▶ _BRIEF_
Take the records below and retype them line by line, from the first line through the one containing "let batch = transform::batch_for(kind, &output)"; stop there.

(Collected data)
══════
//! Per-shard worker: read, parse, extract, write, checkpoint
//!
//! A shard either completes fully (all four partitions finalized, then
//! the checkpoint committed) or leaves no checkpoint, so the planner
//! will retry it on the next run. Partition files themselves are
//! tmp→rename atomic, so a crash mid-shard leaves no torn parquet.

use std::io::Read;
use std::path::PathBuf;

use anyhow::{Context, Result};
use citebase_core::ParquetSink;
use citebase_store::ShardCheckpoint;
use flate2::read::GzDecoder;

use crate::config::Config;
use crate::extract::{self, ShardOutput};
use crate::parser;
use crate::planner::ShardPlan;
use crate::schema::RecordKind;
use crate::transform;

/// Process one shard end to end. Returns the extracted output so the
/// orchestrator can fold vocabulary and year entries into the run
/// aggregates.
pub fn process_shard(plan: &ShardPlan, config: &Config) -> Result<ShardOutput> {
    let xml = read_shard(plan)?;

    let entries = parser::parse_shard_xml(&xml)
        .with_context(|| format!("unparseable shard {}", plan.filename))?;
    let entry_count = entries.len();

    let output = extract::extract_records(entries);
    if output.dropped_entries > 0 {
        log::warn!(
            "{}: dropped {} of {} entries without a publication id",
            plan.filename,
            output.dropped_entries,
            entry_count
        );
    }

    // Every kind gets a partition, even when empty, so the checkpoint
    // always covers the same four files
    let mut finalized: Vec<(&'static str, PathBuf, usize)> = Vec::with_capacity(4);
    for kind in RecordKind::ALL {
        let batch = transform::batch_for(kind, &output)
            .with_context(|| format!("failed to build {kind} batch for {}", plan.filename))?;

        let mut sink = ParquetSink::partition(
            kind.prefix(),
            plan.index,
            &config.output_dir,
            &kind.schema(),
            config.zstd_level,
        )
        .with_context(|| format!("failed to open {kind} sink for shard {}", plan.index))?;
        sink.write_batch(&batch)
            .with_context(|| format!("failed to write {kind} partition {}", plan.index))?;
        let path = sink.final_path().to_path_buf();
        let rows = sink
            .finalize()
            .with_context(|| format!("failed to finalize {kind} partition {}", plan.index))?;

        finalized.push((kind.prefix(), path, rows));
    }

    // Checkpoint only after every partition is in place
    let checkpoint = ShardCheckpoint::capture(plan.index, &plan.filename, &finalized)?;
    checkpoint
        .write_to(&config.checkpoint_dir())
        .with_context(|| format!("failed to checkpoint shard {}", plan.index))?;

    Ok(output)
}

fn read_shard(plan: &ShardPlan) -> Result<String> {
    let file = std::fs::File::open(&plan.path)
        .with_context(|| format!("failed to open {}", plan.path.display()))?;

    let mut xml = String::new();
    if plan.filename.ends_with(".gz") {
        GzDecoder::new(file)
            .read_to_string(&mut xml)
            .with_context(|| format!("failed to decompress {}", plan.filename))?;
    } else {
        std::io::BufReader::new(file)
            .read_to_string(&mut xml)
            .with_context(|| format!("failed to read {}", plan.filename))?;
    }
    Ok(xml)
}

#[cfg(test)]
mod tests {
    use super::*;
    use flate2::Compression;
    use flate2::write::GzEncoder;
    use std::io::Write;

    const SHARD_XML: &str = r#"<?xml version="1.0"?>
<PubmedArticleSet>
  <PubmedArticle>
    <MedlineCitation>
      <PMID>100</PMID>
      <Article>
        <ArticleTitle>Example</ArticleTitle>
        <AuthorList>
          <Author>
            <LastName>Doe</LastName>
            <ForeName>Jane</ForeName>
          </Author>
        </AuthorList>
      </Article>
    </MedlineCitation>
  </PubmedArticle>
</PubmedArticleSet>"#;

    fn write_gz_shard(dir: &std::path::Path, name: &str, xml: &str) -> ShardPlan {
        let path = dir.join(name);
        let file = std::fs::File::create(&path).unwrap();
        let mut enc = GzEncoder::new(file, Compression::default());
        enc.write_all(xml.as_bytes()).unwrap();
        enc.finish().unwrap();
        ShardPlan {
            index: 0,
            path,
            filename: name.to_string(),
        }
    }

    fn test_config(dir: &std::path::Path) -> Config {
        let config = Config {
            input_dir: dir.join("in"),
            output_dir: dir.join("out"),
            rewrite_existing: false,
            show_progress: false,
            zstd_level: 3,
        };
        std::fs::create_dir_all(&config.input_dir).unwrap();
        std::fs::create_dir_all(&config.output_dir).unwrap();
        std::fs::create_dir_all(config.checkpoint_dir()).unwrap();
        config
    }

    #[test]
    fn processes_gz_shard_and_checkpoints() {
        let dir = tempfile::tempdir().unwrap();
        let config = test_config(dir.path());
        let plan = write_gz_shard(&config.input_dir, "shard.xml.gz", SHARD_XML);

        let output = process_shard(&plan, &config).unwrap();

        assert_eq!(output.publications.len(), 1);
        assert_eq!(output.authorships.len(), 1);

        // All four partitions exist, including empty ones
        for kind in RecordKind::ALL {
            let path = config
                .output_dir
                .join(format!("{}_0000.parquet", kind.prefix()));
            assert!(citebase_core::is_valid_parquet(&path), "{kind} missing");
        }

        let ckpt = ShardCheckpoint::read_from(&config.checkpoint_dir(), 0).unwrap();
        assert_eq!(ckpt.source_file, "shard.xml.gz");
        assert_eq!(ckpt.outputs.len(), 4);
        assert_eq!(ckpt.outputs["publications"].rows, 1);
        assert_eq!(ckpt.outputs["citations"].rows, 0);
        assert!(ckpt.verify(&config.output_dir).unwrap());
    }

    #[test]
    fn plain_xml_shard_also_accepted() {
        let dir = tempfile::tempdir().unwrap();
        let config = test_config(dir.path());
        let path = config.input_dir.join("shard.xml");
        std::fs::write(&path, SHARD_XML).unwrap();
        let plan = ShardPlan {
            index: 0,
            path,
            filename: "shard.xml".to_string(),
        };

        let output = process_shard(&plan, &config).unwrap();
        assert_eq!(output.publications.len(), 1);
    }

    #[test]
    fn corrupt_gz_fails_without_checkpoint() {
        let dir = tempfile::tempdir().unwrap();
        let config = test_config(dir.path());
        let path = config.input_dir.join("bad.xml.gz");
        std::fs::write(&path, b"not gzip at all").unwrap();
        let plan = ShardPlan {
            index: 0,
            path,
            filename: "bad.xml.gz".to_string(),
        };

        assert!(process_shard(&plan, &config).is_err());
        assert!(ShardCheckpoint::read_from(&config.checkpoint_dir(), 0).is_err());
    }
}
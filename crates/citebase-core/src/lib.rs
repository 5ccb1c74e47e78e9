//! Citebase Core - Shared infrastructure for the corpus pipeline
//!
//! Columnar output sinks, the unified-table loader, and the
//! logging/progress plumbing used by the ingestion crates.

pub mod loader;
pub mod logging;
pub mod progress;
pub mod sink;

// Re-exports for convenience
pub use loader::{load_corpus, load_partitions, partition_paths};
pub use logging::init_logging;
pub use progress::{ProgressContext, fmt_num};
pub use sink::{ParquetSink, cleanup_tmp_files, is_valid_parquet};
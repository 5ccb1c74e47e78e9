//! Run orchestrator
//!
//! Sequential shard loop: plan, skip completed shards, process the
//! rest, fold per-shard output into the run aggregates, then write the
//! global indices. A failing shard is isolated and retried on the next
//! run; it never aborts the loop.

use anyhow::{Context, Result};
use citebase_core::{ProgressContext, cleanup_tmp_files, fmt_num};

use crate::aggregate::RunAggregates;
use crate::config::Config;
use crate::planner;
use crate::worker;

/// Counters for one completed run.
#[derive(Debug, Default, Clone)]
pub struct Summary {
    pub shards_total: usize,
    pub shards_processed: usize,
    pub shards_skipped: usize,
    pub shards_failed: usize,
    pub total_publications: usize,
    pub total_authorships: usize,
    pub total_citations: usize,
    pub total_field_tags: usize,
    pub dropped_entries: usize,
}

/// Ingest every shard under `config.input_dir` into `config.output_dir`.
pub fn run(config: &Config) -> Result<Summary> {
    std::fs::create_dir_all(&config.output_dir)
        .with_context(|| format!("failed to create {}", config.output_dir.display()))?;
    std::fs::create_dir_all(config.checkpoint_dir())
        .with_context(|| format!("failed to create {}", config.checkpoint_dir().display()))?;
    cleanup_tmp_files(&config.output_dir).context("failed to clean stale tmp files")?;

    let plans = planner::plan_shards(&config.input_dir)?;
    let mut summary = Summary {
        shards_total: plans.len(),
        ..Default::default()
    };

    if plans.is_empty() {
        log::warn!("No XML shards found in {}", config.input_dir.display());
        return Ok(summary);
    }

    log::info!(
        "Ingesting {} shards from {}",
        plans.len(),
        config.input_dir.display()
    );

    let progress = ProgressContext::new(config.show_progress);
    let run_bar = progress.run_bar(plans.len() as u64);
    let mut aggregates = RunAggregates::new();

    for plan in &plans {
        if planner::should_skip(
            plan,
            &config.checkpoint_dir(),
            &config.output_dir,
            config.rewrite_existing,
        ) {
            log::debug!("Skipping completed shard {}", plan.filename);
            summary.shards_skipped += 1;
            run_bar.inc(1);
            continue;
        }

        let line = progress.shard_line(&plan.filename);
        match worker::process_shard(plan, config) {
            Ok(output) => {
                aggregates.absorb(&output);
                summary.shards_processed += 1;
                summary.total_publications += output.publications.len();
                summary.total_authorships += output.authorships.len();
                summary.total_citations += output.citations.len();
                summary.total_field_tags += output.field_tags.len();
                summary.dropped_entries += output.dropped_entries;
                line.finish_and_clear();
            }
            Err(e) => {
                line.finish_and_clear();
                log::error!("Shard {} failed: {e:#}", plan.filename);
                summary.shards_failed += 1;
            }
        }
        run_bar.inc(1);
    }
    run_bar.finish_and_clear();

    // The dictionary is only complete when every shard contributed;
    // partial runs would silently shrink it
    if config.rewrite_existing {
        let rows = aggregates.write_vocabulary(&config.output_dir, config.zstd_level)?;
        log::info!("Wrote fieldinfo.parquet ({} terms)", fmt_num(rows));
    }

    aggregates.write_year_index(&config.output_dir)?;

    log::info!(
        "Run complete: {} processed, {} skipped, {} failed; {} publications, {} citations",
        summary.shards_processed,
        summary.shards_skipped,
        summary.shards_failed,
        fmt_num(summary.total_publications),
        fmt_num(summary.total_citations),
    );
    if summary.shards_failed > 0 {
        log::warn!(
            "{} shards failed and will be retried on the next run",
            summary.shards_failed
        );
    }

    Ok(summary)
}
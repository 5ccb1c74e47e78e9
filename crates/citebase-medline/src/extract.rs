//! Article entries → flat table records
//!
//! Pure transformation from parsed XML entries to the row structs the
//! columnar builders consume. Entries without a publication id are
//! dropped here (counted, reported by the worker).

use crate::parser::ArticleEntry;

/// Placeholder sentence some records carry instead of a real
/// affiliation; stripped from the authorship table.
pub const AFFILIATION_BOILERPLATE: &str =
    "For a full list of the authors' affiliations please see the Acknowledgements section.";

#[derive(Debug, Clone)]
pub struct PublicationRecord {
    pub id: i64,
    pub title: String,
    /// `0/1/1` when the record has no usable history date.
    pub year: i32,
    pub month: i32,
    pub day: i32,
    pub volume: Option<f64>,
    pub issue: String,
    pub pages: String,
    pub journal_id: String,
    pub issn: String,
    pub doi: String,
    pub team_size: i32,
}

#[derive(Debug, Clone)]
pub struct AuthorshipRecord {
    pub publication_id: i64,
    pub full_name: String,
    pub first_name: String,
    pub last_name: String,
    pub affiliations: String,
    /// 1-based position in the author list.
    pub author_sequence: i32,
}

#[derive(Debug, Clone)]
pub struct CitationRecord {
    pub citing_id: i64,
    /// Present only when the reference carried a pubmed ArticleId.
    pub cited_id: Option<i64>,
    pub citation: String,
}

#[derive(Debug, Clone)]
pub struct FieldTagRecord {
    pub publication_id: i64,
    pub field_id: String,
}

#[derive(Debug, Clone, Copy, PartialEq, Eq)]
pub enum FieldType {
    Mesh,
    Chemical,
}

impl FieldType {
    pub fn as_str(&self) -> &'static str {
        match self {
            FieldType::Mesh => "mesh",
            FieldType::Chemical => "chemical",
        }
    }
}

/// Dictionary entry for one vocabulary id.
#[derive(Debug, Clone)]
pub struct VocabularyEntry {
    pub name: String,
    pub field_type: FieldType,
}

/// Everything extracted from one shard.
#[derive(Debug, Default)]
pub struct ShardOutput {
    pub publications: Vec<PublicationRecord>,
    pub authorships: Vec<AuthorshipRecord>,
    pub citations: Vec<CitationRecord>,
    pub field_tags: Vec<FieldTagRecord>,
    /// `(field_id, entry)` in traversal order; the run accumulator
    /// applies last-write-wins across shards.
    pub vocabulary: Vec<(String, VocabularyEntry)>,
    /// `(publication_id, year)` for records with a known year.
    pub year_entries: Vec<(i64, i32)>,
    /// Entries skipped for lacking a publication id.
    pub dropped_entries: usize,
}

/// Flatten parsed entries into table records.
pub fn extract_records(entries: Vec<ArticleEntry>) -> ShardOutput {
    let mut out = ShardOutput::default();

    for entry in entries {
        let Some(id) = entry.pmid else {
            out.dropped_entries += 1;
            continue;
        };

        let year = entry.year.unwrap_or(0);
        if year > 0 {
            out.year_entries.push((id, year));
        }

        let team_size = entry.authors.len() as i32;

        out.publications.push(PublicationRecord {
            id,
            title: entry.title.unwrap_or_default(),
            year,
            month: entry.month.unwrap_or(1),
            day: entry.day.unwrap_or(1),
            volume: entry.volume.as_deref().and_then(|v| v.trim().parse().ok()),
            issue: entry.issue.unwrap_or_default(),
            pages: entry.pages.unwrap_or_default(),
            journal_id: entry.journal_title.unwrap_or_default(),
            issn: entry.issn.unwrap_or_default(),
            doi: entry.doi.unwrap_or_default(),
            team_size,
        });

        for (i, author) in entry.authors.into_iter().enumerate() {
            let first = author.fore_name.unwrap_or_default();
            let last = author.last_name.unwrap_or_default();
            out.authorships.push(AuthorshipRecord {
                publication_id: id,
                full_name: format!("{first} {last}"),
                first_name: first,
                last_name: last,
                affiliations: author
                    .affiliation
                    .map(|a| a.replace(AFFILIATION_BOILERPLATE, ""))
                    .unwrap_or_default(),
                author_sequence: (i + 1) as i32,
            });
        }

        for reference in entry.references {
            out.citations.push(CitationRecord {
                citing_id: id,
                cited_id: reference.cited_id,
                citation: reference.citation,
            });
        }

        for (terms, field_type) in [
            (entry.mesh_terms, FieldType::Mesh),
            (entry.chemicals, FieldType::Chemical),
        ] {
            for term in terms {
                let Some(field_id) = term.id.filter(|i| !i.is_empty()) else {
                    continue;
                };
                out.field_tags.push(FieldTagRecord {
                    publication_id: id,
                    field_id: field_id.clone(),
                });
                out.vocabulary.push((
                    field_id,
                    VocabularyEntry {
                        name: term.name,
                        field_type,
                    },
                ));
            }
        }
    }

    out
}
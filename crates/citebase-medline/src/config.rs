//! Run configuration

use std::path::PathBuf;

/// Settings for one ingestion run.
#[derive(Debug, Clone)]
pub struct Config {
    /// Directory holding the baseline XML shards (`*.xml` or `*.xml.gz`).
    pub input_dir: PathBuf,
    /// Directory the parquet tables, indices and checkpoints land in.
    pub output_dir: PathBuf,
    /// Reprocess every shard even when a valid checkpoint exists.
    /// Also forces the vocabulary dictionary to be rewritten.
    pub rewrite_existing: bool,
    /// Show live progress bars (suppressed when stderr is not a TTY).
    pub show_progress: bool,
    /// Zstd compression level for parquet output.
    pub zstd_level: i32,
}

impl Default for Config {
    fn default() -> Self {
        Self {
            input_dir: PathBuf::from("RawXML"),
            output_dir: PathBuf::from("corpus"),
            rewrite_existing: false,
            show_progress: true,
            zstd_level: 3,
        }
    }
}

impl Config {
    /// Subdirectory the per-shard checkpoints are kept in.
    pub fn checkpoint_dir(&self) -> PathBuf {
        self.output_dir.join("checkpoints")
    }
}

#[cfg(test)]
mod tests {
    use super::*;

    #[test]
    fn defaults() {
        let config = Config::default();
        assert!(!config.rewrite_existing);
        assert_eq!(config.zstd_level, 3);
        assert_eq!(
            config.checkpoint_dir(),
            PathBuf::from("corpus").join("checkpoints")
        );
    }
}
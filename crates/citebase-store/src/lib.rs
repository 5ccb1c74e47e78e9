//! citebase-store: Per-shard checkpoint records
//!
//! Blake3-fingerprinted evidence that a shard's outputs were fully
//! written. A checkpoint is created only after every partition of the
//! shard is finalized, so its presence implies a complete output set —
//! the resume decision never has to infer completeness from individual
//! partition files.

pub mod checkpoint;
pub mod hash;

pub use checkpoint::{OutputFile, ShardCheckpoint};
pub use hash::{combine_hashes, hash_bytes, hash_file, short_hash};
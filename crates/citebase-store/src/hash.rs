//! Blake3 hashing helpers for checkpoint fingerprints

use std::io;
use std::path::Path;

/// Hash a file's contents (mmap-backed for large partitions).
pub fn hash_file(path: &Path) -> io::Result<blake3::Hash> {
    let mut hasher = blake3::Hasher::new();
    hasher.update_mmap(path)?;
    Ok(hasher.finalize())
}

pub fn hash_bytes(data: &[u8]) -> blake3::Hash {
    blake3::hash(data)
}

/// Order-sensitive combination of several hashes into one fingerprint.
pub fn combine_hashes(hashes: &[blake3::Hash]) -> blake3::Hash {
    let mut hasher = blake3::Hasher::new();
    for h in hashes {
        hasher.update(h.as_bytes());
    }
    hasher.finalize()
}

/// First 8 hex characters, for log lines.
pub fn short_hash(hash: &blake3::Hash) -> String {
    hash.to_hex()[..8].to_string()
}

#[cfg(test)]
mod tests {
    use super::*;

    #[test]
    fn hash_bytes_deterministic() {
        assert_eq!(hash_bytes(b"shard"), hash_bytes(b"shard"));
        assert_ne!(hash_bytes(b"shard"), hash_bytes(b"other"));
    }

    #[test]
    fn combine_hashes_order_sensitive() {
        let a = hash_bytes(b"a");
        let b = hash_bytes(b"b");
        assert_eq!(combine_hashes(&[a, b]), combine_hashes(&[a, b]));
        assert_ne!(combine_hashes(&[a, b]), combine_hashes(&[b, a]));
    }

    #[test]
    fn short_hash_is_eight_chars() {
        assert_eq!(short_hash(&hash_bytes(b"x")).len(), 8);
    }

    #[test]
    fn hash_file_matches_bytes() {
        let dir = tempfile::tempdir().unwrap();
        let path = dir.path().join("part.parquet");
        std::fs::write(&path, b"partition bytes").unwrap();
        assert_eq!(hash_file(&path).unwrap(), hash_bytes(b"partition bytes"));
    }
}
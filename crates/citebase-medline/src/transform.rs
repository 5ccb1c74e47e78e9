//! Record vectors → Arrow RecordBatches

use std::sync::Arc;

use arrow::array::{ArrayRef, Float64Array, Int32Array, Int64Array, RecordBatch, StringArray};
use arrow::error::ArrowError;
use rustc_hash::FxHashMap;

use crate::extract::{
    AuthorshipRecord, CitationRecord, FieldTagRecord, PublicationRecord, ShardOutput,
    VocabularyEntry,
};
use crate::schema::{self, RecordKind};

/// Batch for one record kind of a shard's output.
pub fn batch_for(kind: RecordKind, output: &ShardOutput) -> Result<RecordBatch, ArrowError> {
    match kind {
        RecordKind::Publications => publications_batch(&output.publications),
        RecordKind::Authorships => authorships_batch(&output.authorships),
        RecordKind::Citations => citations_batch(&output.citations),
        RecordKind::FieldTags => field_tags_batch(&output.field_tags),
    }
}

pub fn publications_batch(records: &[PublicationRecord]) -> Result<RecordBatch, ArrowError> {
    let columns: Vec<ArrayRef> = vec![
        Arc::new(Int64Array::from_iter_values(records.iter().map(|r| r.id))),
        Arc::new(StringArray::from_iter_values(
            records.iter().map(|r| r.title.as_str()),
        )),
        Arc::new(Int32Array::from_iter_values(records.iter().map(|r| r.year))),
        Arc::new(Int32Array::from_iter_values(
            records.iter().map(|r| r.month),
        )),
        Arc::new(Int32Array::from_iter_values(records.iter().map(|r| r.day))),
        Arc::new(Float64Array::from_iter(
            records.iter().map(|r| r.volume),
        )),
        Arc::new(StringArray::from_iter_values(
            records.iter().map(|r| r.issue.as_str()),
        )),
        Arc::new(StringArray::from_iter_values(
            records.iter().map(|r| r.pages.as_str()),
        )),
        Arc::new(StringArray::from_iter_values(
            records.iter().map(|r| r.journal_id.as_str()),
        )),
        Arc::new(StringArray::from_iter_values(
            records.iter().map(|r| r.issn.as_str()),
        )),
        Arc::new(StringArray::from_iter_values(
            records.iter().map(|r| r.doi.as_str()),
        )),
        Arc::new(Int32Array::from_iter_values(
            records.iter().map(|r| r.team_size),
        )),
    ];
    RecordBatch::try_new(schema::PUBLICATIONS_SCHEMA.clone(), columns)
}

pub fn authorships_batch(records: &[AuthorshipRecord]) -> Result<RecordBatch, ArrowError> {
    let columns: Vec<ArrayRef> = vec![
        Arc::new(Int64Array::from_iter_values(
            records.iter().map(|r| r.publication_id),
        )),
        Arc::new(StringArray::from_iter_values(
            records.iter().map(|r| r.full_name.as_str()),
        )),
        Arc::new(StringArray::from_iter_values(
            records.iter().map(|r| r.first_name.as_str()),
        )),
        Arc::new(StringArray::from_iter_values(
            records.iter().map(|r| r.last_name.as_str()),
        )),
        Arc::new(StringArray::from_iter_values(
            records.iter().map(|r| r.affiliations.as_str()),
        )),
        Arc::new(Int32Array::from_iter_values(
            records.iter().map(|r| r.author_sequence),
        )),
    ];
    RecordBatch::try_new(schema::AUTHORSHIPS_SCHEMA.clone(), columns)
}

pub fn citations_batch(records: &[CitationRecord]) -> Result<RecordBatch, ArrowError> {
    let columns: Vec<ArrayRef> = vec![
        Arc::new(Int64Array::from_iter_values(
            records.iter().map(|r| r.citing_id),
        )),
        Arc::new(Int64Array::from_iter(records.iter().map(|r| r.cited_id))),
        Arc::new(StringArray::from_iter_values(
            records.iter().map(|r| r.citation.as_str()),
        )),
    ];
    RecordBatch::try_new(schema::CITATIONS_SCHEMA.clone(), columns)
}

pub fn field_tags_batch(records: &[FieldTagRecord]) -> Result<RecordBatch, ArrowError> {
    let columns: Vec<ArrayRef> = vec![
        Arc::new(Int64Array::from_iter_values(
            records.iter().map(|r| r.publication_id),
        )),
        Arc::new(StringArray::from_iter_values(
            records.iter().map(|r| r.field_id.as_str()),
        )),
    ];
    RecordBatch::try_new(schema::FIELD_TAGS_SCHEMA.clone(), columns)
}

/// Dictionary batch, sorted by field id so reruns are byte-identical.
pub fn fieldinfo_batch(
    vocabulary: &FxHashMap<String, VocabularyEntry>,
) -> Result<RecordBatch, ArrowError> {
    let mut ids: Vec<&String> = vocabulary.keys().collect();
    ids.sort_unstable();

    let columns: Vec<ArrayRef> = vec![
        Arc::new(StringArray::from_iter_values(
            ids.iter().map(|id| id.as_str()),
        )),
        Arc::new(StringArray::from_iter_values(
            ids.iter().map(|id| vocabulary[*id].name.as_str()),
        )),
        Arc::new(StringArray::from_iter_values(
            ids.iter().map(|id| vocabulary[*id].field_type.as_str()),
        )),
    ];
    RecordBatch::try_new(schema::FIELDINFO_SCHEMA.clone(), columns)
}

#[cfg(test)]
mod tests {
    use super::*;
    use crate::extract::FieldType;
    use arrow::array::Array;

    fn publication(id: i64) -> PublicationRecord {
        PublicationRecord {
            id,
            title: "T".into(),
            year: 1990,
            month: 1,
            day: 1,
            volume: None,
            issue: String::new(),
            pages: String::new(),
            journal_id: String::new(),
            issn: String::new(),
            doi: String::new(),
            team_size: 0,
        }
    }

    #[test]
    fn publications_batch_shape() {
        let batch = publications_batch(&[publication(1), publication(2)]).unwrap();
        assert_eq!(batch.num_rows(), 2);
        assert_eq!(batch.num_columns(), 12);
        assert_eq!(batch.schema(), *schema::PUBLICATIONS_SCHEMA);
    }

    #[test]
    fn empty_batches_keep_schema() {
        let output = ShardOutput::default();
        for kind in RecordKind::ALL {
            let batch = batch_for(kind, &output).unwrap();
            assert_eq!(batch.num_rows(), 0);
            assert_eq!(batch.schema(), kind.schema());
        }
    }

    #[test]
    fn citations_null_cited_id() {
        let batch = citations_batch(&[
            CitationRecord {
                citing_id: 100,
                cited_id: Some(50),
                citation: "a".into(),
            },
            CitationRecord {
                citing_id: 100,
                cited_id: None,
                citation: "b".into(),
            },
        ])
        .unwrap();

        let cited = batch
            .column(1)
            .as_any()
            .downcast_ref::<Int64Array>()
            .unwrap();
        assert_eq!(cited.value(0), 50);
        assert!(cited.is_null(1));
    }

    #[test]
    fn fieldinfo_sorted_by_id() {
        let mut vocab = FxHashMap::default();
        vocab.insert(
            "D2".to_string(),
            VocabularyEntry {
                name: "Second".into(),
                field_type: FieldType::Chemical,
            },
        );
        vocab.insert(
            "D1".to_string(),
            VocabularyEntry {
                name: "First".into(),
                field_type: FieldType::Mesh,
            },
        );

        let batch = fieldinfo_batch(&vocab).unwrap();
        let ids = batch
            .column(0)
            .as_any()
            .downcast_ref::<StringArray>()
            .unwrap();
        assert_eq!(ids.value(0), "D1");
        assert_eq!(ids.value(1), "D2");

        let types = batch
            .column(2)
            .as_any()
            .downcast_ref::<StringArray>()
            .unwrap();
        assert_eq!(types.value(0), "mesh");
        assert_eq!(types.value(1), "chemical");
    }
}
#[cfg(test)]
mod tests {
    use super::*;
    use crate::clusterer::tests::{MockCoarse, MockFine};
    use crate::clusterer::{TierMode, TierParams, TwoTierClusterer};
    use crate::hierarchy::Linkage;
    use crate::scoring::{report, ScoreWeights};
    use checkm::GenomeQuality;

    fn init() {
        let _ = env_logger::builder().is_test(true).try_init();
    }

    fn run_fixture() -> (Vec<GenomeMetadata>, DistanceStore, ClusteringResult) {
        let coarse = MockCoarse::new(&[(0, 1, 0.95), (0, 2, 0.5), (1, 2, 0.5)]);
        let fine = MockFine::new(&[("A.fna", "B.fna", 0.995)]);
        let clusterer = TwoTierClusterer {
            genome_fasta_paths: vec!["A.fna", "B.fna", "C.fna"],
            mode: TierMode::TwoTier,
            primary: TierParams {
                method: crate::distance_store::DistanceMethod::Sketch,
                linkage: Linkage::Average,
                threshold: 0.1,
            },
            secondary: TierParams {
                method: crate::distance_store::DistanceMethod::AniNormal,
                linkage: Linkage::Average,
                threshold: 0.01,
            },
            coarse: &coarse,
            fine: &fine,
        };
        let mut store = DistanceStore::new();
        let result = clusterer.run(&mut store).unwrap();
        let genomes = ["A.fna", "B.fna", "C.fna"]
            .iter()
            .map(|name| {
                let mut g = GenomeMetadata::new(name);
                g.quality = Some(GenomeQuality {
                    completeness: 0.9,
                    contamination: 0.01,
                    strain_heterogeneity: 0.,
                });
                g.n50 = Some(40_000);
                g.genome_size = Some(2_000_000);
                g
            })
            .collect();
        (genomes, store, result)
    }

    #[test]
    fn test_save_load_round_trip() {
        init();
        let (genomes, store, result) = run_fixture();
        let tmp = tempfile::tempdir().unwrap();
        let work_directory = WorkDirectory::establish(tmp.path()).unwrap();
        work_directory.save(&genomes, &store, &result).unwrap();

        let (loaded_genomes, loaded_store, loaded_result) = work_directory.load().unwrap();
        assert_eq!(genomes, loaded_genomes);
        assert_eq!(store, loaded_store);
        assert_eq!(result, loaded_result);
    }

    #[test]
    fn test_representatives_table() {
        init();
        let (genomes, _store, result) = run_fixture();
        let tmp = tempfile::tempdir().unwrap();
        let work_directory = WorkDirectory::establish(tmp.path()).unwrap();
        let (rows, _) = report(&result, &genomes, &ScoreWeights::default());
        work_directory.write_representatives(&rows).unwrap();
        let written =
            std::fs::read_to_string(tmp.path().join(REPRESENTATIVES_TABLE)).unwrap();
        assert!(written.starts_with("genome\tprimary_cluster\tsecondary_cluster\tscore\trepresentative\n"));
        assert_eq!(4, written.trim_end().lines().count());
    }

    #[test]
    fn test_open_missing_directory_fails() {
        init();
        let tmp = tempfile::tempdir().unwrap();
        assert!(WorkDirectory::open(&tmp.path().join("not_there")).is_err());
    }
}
══════
▶ _SOLUTION FOR THIS EXERCISE_
//! Per-shard worker: read, parse, extract, write, checkpoint
//!
//! A shard either completes fully (all four partitions finalized, then
//! the checkpoint committed) or leaves no checkpoint, so the planner
//! will retry it on the next run. Partition files themselves are
//! tmp→rename atomic, so a crash mid-shard leaves no torn parquet.

use std::io::Read;
use std::path::PathBuf;

use anyhow::{Context, Result};
use citebase_core::ParquetSink;
use citebase_store::ShardCheckpoint;
use flate2::read::GzDecoder;

use crate::config::Config;
use crate::extract::{self, ShardOutput};
use crate::parser;
use crate::planner::ShardPlan;
use crate::schema::RecordKind;
use crate::transform;

/// Process one shard end to end. Returns the extracted output so the
/// orchestrator can fold vocabulary and year entries into the run
/// aggregates.
pub fn process_shard(plan: &ShardPlan, config: &Config) -> Result<ShardOutput> {
    let xml = read_shard(plan)?;

    let entries = parser::parse_shard_xml(&xml)
        .with_context(|| format!("unparseable shard {}", plan.filename))?;
    let entry_count = entries.len();

    let output = extract::extract_records(entries);
    if output.dropped_entries > 0 {
        log::warn!(
            "{}: dropped {} of {} entries without a publication id",
            plan.filename,
            output.dropped_entries,
            entry_count
        );
    }

    // Every kind gets a partition, even when empty, so the checkpoint
    // always covers the same four files
    let mut finalized: Vec<(&'static str, PathBuf, usize)> = Vec::with_capacity(4);
    for kind in RecordKind::ALL {
        let batch = transform::batch_for(kind, &output)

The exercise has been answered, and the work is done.